Look through the listing below, and wherever a line has the string "BalancedMarks", copy it.

Data to use:
Segment Open
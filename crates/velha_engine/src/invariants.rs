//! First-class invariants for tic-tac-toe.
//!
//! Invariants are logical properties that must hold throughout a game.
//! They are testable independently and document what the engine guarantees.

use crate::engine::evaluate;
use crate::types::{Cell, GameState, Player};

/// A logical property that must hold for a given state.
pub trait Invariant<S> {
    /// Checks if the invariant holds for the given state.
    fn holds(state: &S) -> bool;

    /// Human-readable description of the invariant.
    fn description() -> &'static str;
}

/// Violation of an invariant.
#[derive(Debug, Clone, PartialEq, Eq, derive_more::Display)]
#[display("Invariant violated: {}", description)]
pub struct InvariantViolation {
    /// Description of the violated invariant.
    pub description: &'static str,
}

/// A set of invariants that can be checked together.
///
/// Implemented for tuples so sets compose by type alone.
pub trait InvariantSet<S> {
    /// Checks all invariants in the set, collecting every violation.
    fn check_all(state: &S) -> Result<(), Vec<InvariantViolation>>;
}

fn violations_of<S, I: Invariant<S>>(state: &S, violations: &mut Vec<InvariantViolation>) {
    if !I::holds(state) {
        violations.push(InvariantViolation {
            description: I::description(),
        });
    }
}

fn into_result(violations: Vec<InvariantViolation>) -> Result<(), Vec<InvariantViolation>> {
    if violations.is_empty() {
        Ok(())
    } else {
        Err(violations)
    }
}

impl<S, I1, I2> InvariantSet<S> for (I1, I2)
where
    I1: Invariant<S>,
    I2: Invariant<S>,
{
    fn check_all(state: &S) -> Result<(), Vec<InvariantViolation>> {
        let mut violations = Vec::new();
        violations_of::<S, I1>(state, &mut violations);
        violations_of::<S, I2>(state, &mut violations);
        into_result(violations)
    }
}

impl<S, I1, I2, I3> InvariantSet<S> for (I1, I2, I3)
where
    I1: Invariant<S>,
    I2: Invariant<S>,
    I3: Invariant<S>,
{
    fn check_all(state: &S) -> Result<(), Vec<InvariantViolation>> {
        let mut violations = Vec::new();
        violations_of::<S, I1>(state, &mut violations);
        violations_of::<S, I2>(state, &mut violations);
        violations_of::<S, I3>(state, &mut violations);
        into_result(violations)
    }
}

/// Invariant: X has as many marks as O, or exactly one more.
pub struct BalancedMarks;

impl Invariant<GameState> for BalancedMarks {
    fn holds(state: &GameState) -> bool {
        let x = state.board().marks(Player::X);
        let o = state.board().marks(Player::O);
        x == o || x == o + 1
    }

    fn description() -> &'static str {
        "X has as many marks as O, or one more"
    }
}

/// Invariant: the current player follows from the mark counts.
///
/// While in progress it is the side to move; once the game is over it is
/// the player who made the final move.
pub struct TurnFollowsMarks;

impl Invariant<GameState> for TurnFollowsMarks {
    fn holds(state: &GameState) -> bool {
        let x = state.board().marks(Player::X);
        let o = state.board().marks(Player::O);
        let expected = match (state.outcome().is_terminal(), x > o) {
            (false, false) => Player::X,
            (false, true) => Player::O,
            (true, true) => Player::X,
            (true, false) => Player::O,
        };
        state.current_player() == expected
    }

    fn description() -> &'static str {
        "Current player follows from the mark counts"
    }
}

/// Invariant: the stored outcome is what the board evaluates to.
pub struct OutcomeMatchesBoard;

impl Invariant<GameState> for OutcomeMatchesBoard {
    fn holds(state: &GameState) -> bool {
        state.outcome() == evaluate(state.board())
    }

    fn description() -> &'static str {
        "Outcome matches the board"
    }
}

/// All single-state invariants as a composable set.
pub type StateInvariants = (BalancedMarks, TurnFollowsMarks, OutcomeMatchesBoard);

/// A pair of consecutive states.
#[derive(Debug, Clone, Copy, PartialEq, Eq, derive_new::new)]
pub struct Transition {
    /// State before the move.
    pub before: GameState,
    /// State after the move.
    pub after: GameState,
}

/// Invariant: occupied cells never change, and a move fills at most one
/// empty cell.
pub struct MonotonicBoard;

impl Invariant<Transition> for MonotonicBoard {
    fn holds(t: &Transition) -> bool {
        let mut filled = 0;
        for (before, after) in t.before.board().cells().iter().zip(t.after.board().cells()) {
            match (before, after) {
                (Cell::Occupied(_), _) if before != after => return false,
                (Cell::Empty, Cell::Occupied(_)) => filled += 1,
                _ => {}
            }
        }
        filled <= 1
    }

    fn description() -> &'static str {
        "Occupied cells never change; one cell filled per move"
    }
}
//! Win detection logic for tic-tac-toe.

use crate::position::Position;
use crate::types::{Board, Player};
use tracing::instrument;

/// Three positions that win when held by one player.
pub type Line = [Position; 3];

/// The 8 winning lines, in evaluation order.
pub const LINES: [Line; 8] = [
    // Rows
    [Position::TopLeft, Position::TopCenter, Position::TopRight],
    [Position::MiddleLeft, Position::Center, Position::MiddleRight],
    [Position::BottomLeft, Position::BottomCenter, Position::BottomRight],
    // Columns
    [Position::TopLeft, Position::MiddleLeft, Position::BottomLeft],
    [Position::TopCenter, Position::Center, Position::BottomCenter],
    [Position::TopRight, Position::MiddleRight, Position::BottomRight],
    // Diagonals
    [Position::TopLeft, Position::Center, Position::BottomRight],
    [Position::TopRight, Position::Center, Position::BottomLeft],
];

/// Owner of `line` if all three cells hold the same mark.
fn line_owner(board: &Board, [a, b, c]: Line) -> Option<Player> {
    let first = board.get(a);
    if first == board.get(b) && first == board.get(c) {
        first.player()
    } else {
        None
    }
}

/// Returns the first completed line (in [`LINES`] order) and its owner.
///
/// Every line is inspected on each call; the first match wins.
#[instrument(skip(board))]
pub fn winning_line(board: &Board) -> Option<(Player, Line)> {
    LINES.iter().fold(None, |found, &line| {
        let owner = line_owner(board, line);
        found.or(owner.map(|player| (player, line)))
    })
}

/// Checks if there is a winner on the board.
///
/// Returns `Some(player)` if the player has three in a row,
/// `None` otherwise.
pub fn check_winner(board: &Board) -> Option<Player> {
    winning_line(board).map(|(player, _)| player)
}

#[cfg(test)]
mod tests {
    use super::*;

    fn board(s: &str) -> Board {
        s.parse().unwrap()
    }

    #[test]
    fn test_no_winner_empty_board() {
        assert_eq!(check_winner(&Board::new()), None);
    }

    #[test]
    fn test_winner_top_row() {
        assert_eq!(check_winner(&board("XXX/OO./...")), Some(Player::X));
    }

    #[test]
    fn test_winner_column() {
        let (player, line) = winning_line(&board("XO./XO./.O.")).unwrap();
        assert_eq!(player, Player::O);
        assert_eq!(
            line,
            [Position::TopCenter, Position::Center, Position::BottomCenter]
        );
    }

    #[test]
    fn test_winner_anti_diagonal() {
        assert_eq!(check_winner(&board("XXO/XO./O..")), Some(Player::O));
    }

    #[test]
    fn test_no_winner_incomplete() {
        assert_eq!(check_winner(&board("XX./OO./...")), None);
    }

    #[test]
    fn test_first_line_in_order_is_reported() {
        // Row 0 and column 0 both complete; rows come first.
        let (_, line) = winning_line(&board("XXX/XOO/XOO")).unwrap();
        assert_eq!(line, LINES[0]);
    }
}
Segment Closed
Your response:
pub struct BalancedMarks;
impl Invariant<GameState> for BalancedMarks {
pub type StateInvariants = (BalancedMarks, TurnFollowsMarks, OutcomeMatchesBoard);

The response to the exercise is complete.